FDA Criminal Division to Increase Prosecutions

barbara

Pioneer Founding member
More on the saga. I just wonder how you apply a provision "thoughtfully".


Wall Street Journal
By ALICIA MUNDY

WASHINGTON?The Food and Drug Administration plans to increase prosecutions of pharmaceutical and food industry executives as part of an effort to refocus its criminal division, which has been under attack in Congress and is criticized in a new government report.

In a letter to Sen. Chuck Grassley (R., Iowa), the FDA says an internal committee has recommended that the FDA and its Office of Criminal Investigations "increase the appropriate use of misdemeanor prosecutions, which allows responsible corporate officials to be held accountable and is a valuable enforcement tool."

An FDA official said the agency has the authority to prosecute corporate executives for criminal actions within their companies under a provision called "strict liability." He said the government doesn't have to show intent to defraud in order to get a conviction. He added that the provision is an important tool that hasn't been used much in recent years.

The agency intends to apply the provision thoughtfully and doesn't want to be viewed as overly aggressive, the official said. He declined to name specific kinds of wrongdoing the FDA wants to pursue. Currently, drug counterfeiting and improper marketing of narcotic drugs are among the areas the office investigates.

A report set to be released Thursday by the Government Accountability Office, Congress's watchdog arm, says the Office of Criminal Investigations has operated autonomously for years with little or no accountability to top FDA officials. The criminal office doesn't have to explain what it is investigating or how it using funds, according to the report. It said the office's budget rose 73% between 1999 and 2008 to $41 million, and the number of employees increased by about 40%.

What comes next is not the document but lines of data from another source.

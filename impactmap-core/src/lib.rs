//! Core library for symbol-level change-impact analysis of Rush-style
//! TypeScript monorepos.
//!
//! Given a git baseline and HEAD, the orchestrator computes which declared
//! e2e targets must re-run: it diffs changed source files per symbol,
//! propagates taint through intra-package import graphs and the
//! cross-package workspace dependency graph, and evaluates target rules
//! against the accumulated taint.

pub mod analyzer;
pub mod css;
pub mod diff;
pub mod entrypoints;
pub mod error;
pub mod git;
pub mod lockfile;
pub mod orchestrator;
pub mod path_utils;
pub mod project_config;
pub mod selector;
pub mod targets;
pub mod workspace;

pub use analyzer::{
    analyze_library_package, AffectedExport, AnalyzerInput, BaselineSource, GitBaseline, TaintMap,
};
pub use entrypoints::{find_entrypoints, Entrypoint};
pub use error::{Error, Result};
pub use orchestrator::{run, RunOptions};
pub use project_config::{ProjectConfig, TargetDef};
pub use targets::TargetHit;
pub use workspace::{PackageManifest, Project, ProjectInfo, Workspace};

The report said the FDA "has relied largely on the OCI director to determine which aspects of OCI's operations and investigations are made known to FDA's top management."

The GAO also said the FDA's criminal unit has fallen short compared with other agencies in developing performance standards.

The FDA officials largely agreed with the assessment and in the letter said the agency is "developing meaningful performance measures" for the criminal office as part of an initiative begun in August. The FDA said it wants the criminal office to share information with FDA leaders regularly, and to do a better job picking cases.

Last year federal appellate Judge Richard Posner in Chicago slammed the government in a case against a salad-dressing wholesaler that originated in the FDA's criminal office. The government charged the wholesaler with changing the labels on 1.6 million bottles of salad dressing to extend their shelf life, and in 2007 won a conviction for "misbranding."

The wholesaler contended that the FDA had no regulations covering such labeling, and Judge Posner agreed. "The testimony of the FDA's employee was not just improper and inadmissible but incoherent," the judge said in his opinion. He also said, "There is no suggestion that selling salad dressing after the 'best when purchased by' date endangers human health; so far as [it] appears [that] Salad Dressing is edible a decade or more after it is manufactured."

According to a 2009 article co-authored by former FDA Chief Counsel Sheldon Bradshaw in an online legal publication, the criminal office brought the case to the Justice Department for prosecution against the advice of top FDA lawyers. He wrote that there's nothing in food law about "best when purchased by" dates on labels.

In 2008, Rep. Joe Barton (R., Texas) criticized the Office of Criminal Investigations, saying its budget had increased while its workload stagnated. Mr. Barton also complained that the office's director since 1992, Terrell Vermillion, a retired Secret Service agent, was receiving cash and retention bonuses of about $40,000 which added to his $160,000 salary gave him a higher annual income than that of an associate justice on the Supreme Court.

At the time, the FDA defended itself and Mr. Vermillion, saying his office was productive. Mr. Vermillion couldn't be reached for comment Wednesday.

Mr. Barton said of the new report, "You know something is wrong when the GAO finds that they haven't even told FDA's leadership what they're doing."